Leserbrief › 1468 zu Ausgabe › 327 04.07.05
"Phänomen Hempfling"
Lieber Herr Popken,
nach Ihren beiden ersten Teilen über Hempfling konnte ich nicht ganz glauben, dass Sie damit schon "fertig" sind! Danke erst einmal für den dritten Teil! (Ich war auch schon drauf und dran, Sie auf Frau Birmann zu verweisen! Schön, dass Sie den Weg zu ihr selbst gefunden haben!)

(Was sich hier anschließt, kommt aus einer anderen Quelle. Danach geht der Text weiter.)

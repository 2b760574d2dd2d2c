#![cfg_attr(target_os = "none", no_std)]

pub mod api;
pub mod core;

use api::*;
use core::params::FluidicParams;
use core::{Direction, FluidicPosition, GateResult};
use num_traits::{FromPrimitive, ToPrimitive};
use xous::{CID, Message};
use xous_ipc::Buffer;

pub use api::SERVER_NAME_FCC;

/// Snapshot of `core::Status` plus the current leaf state, decoded from
/// the wire representation returned by `GetStatus`.
#[derive(Debug, Copy, Clone)]
pub struct StatusSnapshot {
    pub leaf: u8,
    pub last_known_pos: FluidicPosition,
    pub last_fluid_front: echem_api::FluidPosition,
    pub last_piezo_voltage: f32,
    pub direction: Direction,
    pub mix_stages_completed: u32,
    pub mix_complete: bool,
}

/// Client handle for one strip channel's controller. `channel` is
/// carried on every call; the service multiplexes all four channels
/// behind a single registered name.
pub struct FluidicChannel {
    conn: CID,
    channel: u8,
}

impl FluidicChannel {
    pub fn new(xns: &xous_names::XousNames, channel: u8) -> Result<Self, xous::Error> {
        let conn = xns.request_connection_blocking(SERVER_NAME_FCC).expect("can't connect to fluidic-channel");
        Ok(FluidicChannel { conn, channel })
    }

    pub fn move_to(
        &self,
        target: FluidicPosition,
        ramp: f32,
        timeout_ms: u32,
        overshoot_mode: u8,
        overshoot_proportion: f32,
    ) -> Result<GateResult, xous::Error> {
        let req = MoveRequest {
            channel: self.channel,
            target: position_to_wire(target),
            ramp,
            timeout_ms,
            overshoot_mode,
            overshoot_proportion,
            result: 0,
        };
        let mut buf = Buffer::into_buf(req).or(Err(xous::Error::InternalError))?;
        buf.lend_mut(self.conn, Opcode::Move.to_u32().unwrap()).or(Err(xous::Error::InternalError))?;
        let back = buf.to_original::<MoveRequest, _>().or(Err(xous::Error::InternalError))?;
        Ok(gate_result_from_wire(back.result))
    }

    pub fn lift_bladders(&self, ramp: f32, timeout_ms: u32) -> Result<GateResult, xous::Error> {
        match xous::send_message(
            self.conn,
            Message::new_blocking_scalar(
                Opcode::LiftBladders.to_usize().unwrap(),
                self.channel as usize,
                ramp.to_bits() as usize,
                timeout_ms as usize,
                0,
            ),
        )? {
            xous::Result::Scalar1(v) => Ok(gate_result_from_wire(v as u8)),
            _ => Err(xous::Error::InternalError),
        }
    }

    pub fn mix(
        &self,
        target: FluidicPosition,
        frequency_hz: f32,
        timeout_ms: u32,
        cycles: u32,
        mix_type: u8,
        open_loop_comp: f32,
        downstroke_proportion: f32,
    ) -> Result<GateResult, xous::Error> {
        let req = MixRequest {
            channel: self.channel,
            target: position_to_wire(target),
            frequency_hz,
            timeout_ms,
            cycles,
            mix_type,
            open_loop_comp,
            downstroke_proportion,
            result: 0,
        };
        let mut buf = Buffer::into_buf(req).or(Err(xous::Error::InternalError))?;
        buf.lend_mut(self.conn, Opcode::Mix.to_u32().unwrap()).or(Err(xous::Error::InternalError))?;
        let back = buf.to_original::<MixRequest, _>().or(Err(xous::Error::InternalError))?;
        Ok(gate_result_from_wire(back.result))
    }

    pub fn wait_for_fluid_at(&self, target: FluidicPosition, timeout_ms: u32) -> Result<GateResult, xous::Error> {
        let req = WaitForFluidAtRequest { channel: self.channel, target: position_to_wire(target), timeout_ms, result: 0 };
        let mut buf = Buffer::into_buf(req).or(Err(xous::Error::InternalError))?;
        buf.lend_mut(self.conn, Opcode::WaitForFluidAt.to_u32().unwrap()).or(Err(xous::Error::InternalError))?;
        let back = buf.to_original::<WaitForFluidAtRequest, _>().or(Err(xous::Error::InternalError))?;
        Ok(gate_result_from_wire(back.result))
    }

    pub fn stop(&self) -> Result<GateResult, xous::Error> {
        match xous::send_message(
            self.conn,
            Message::new_blocking_scalar(Opcode::Stop.to_usize().unwrap(), self.channel as usize, 0, 0, 0),
        )? {
            xous::Result::Scalar1(v) => Ok(gate_result_from_wire(v as u8)),
            _ => Err(xous::Error::InternalError),
        }
    }

    pub fn clear_error(&self) -> Result<GateResult, xous::Error> {
        match xous::send_message(
            self.conn,
            Message::new_blocking_scalar(Opcode::ClearError.to_usize().unwrap(), self.channel as usize, 0, 0, 0),
        )? {
            xous::Result::Scalar1(v) => Ok(gate_result_from_wire(v as u8)),
            _ => Err(xous::Error::InternalError),
        }
    }

    /// Replaces this channel's full parameter bundle. Rejected (as
    /// `GateResult::BadArgs`) unless `V(A) < V(B) < V(C)` holds.
    pub fn set_params(&self, params: &FluidicParams) -> Result<GateResult, xous::Error> {
        let mut positions = [(0.0f32, 0.0f32, 0u8, 0u8); 5];
        for (i, p) in params.positions.iter().enumerate() {
            positions[i] = (
                p.target_volts,
                p.hysteresis,
                p.echem_requirements[0].to_u8().unwrap(),
                p.echem_requirements[1].to_u8().unwrap(),
            );
        }
        let req = SetParamsRequest {
            channel: self.channel,
            positions,
            move_timeout_ms: params.move_timeout_ms,
            mix_frequency_hz: params.mix_frequency_hz,
            mix_timeout_ms: params.mix_timeout_ms,
            mix_target_cycles: params.mix_target_cycles,
            ramp_speed: params.ramp_speed,
            mix_rest_position: position_to_wire(params.mix_rest_position),
            hysteresis_increase: params.hysteresis_increase,
            hysteresis_decrease: params.hysteresis_decrease,
            overshoot_mode: overshoot_mode_to_wire(params.overshoot_mode),
            overshoot_proportion: params.overshoot_proportion,
            mix_type: mix_type_to_wire(params.mix_type),
            open_loop_compensation_factor: params.open_loop_compensation_factor,
            mix_downstroke_proportion: params.mix_downstroke_proportion,
            monitor_breach_after_move: params.monitor_breach_after_move,
            accepted: false,
        };
        let mut buf = Buffer::into_buf(req).or(Err(xous::Error::InternalError))?;
        buf.lend_mut(self.conn, Opcode::SetParams.to_u32().unwrap()).or(Err(xous::Error::InternalError))?;
        let back = buf.to_original::<SetParamsRequest, _>().or(Err(xous::Error::InternalError))?;
        Ok(if back.accepted { GateResult::Accepted } else { GateResult::BadArgs("V(A) < V(B) < V(C) violated") })
    }

    /// Snapshot of this channel's runtime status, decoded from the wire
    /// form the server packs via `StatusWire`.
    pub fn get_status(&self) -> Result<StatusSnapshot, xous::Error> {
        let req = GetStatusRequest { channel: self.channel };
        let mut buf = Buffer::into_buf(req).or(Err(xous::Error::InternalError))?;
        buf.lend_mut(self.conn, Opcode::GetStatus.to_u32().unwrap()).or(Err(xous::Error::InternalError))?;
        let back = buf.to_original::<StatusWire, _>().or(Err(xous::Error::InternalError))?;
        Ok(StatusSnapshot {
            leaf: back.leaf,
            last_known_pos: position_from_wire(back.last_known_pos),
            last_fluid_front: echem_api::FluidPosition::from_u8(back.last_fluid_front)
                .unwrap_or(echem_api::FluidPosition::Invalid),
            last_piezo_voltage: back.last_piezo_voltage,
            direction: if back.direction_forward { Direction::Forward } else { Direction::Reverse },
            mix_stages_completed: back.mix_stages_completed,
            mix_complete: back.mix_complete,
        })
    }

    /// Registers `event_opcode` on `cid` as the forwarding target for
    /// every `FccEvent` published by this channel. The caller owns
    /// `cid`'s server loop and decodes the event with
    /// `core::events::decode` (mirroring `piezo_api::PiezoEvent::decode`).
    pub fn hook_events(&self, event_opcode: u32, cid: CID) -> Result<(), xous::Error> {
        let req = EventHook { channel: self.channel, id: event_opcode, cid };
        let buf = Buffer::into_buf(req).or(Err(xous::Error::InternalError))?;
        buf.lend(self.conn, Opcode::HookEvents.to_u32().unwrap()).or(Err(xous::Error::InternalError))?;
        Ok(())
    }
}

Wenn Sie jetzt noch "das Phänomen Hempfling" philosophisch verstehen wollen, dann empfehle ich Ihnen (diesmal nachdrücklicher denn je) das Buch von Heinrich Rombach: Welt und Gegenwelt. Umdenken über die Wirklichkeit. Die philosophische Hermetik. Es ist leider vergriffen, aber im Internet einzusehen. Ein "Rombachverehrer" hat sich die Mühe gemacht, es ins Netz zu stellen. Offensichtlich von Hand abgetippt! (Daher auch mit einigen Fehlern behaftet.) Mit vielen Bildern!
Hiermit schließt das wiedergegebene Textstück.